Dataset excerpts:

------------------------------

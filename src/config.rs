//! Demo configuration, loaded from TOML.
//!
//! Every field has a default, so an empty file (or no file) gives the stock
//! demo: a 300x600 raster, the sphere at (0, 0, -30) with radius 0.5, and
//! the 2D ray starting at the canvas corner.

use std::fs;
use std::path::Path;

use serde::Deserialize;

use crate::color::{self, Rgba8};
use crate::demo::DemoKind;
use crate::error::ConfigError;
use crate::fps::DEFAULT_WINDOW_MS;
use crate::shader::ShadingMode;
use crate::sphere::RadiusTerm;

/// Raster width when none is configured.
pub const DEFAULT_WIDTH: usize = 300;
/// Raster height when none is configured.
pub const DEFAULT_HEIGHT: usize = 600;
/// Bound on circle coordinates and radius so outline drawing stays in `i32`.
/// The ray direction is unbounded.
pub const MAX_COORDINATE: i32 = 1 << 20;

/// Top level of `raydemos.toml`.
#[derive(Debug, Clone, PartialEq, Deserialize)]
#[serde(default, deny_unknown_fields)]
pub struct DemoConfig {
    /// Demo to run.
    pub demo: DemoKind,
    /// Raster width in pixels.
    pub width: usize,
    /// Raster height in pixels.
    pub height: usize,
    /// FPS sampling window in milliseconds.
    pub fps_window_ms: f64,
    /// Seed for the randomize handlers; entropy when absent.
    pub seed: Option<u64>,
    /// `[circle]` table.
    pub circle: CircleConfig,
    /// `[sphere]` table.
    pub sphere: SphereConfig,
}

/// Starting scene of the circle demo, in canvas pixels.
#[derive(Debug, Clone, PartialEq, Deserialize)]
#[serde(default, deny_unknown_fields)]
pub struct CircleConfig {
    /// Circle center.
    pub center: [i32; 2],
    /// Circle radius.
    pub radius: i32,
    /// Ray start.
    pub ray_origin: [i32; 2],
    /// Ray direction; its length only affects how far the ray is drawn.
    pub ray_direction: [i32; 2],
    /// Canvas origin in host coordinates.
    pub canvas_offset: [i32; 2],
}

/// Scene and shading of the sphere demo.
#[derive(Debug, Clone, PartialEq, Deserialize)]
#[serde(default, deny_unknown_fields)]
pub struct SphereConfig {
    /// Sphere center.
    pub center: [f64; 3],
    /// Sphere radius.
    pub radius: f64,
    /// Power of the radius used by the solver.
    pub radius_term: RadiusTerm,
    /// z of the plane primary rays start from.
    pub camera_z: f64,
    /// Lit or flat shading.
    pub shading: ShadingMode,
    /// Colour of pixels that miss.
    pub background: Rgba8,
    /// Sphere colour.
    pub object: Rgba8,
    /// Shade rows on the rayon pool.
    pub parallel: bool,
}

impl Default for DemoConfig {
    fn default() -> Self {
        Self {
            demo: DemoKind::default(),
            width: DEFAULT_WIDTH,
            height: DEFAULT_HEIGHT,
            fps_window_ms: DEFAULT_WINDOW_MS,
            seed: None,
            circle: CircleConfig::default(),
            sphere: SphereConfig::default(),
        }
    }
}

impl Default for CircleConfig {
    fn default() -> Self {
        Self {
            center: [0, 0],
            radius: 10,
            ray_origin: [0, 0],
            ray_direction: [10, 10],
            canvas_offset: [0, 0],
        }
    }
}

impl Default for SphereConfig {
    fn default() -> Self {
        Self {
            center: [0.0, 0.0, -30.0],
            radius: 0.5,
            radius_term: RadiusTerm::default(),
            camera_z: 1.0,
            shading: ShadingMode::default(),
            background: color::BACKGROUND,
            object: color::OBJECT,
            parallel: true,
        }
    }
}

impl DemoConfig {
    /// Parse without validating.
    pub fn from_toml_str(text: &str) -> Result<Self, toml::de::Error> {
        toml::from_str(text)
    }

    /// Read and validate a config file.
    pub fn load(path: &Path) -> Result<Self, ConfigError> {
        let text = fs::read_to_string(path).map_err(|source| ConfigError::Io {
            path: path.to_path_buf(),
            source,
        })?;
        let config = Self::from_toml_str(&text).map_err(|source| ConfigError::Parse {
            path: path.to_path_buf(),
            source,
        })?;
        config.validate()?;
        Ok(config)
    }

    /// Reject rasters and scenes the demos cannot draw.
    pub fn validate(&self) -> Result<(), ConfigError> {
        if self.width == 0 || self.height == 0 {
            return Err(ConfigError::Invalid(format!(
                "raster must be at least 1x1, got {}x{}",
                self.width, self.height
            )));
        }
        if i32::try_from(self.width).is_err() || i32::try_from(self.height).is_err() {
            return Err(ConfigError::Invalid(format!(
                "raster {}x{} does not fit pixel coordinates",
                self.width, self.height
            )));
        }
        if !(self.fps_window_ms > 0.0) {
            return Err(ConfigError::Invalid(format!(
                "fps_window_ms must be positive, got {}",
                self.fps_window_ms
            )));
        }
        let c = &self.circle;
        if !(0..=MAX_COORDINATE).contains(&c.radius) {
            return Err(ConfigError::Invalid(format!(
                "circle radius must be in 0..={}, got {}",
                MAX_COORDINATE, c.radius
            )));
        }
        for (name, [x, y]) in [
            ("circle.center", c.center),
            ("circle.ray_origin", c.ray_origin),
            ("circle.canvas_offset", c.canvas_offset),
        ] {
            let bound = MAX_COORDINATE.unsigned_abs();
            if x.unsigned_abs() > bound || y.unsigned_abs() > bound {
                return Err(ConfigError::Invalid(format!(
                    "{} must be within +/-{}, got [{}, {}]",
                    name, MAX_COORDINATE, x, y
                )));
            }
        }
        if self.sphere.radius < 0.0 || !self.sphere.radius.is_finite() {
            return Err(ConfigError::Invalid(format!(
                "sphere radius must be a non-negative number, got {}",
                self.sphere.radius
            )));
        }
        Ok(())
    }
}

#[cfg(test)]
mod tests {
    use super::*;

    #[test]
    fn empty_file_gives_defaults() {
        let config = DemoConfig::from_toml_str("").unwrap();
        assert_eq!(config, DemoConfig::default());
        assert_eq!(config.sphere.radius_term, RadiusTerm::Cubed);
        assert!(config.validate().is_ok());
    }

    #[test]
    fn nested_tables_override_defaults() {
        let config = DemoConfig::from_toml_str(
            r#"
            demo = "circle"
            width = 640
            seed = 9

            [circle]
            center = [100, 120]
            radius = 30

            [sphere]
            radius_term = "squared"
            shading = "flat"
            object = [255, 0, 0, 255]
            "#,
        )
        .unwrap();

        assert_eq!(config.demo, DemoKind::Circle);
        assert_eq!(config.width, 640);
        assert_eq!(config.height, DEFAULT_HEIGHT);
        assert_eq!(config.seed, Some(9));
        assert_eq!(config.circle.center, [100, 120]);
        assert_eq!(config.circle.ray_direction, [10, 10]);
        assert_eq!(config.sphere.radius_term, RadiusTerm::Squared);
        assert_eq!(config.sphere.shading, ShadingMode::Flat);
        assert_eq!(config.sphere.object, [255, 0, 0, 255]);
        assert_eq!(config.sphere.camera_z, 1.0);
    }

    #[test]
    fn unknown_keys_are_rejected() {
        assert!(DemoConfig::from_toml_str("widht = 10").is_err());
    }

    #[test]
    fn zero_raster_is_invalid() {
        let config = DemoConfig {
            height: 0,
            ..DemoConfig::default()
        };
        assert!(matches!(config.validate(), Err(ConfigError::Invalid(_))));
    }

    #[test]
    fn circle_geometry_is_bounded_but_direction_is_not() {
        let mut config = DemoConfig::from_toml_str(
            r#"
            [circle]
            ray_direction = [2147483647, -2147483648]
            "#,
        )
        .unwrap();
        assert!(config.validate().is_ok());

        config.circle.radius = -1;
        assert!(matches!(config.validate(), Err(ConfigError::Invalid(_))));

        config.circle.radius = 10;
        config.circle.center = [i32::MIN, 0];
        let err = config.validate().unwrap_err();
        assert!(err.to_string().contains("circle.center"));
    }

    #[test]
    fn missing_file_reports_path() {
        let err = DemoConfig::load(Path::new("/nonexistent/raydemos.toml")).unwrap_err();
        assert!(err.to_string().contains("/nonexistent/raydemos.toml"));
    }
}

------------------------------

* The task:
Reproduce only the lines above, starting at the line with "use super::*;" and ending at the line with "width = 640", exactly as written.

* Reply:
    use super::*;

    #[test]
    fn empty_file_gives_defaults() {
        let config = DemoConfig::from_toml_str("").unwrap();
        assert_eq!(config, DemoConfig::default());
        assert_eq!(config.sphere.radius_term, RadiusTerm::Cubed);
        assert!(config.validate().is_ok());
    }

    #[test]
    fn nested_tables_override_defaults() {
        let config = DemoConfig::from_toml_str(
            r#"
            demo = "circle"
            width = 640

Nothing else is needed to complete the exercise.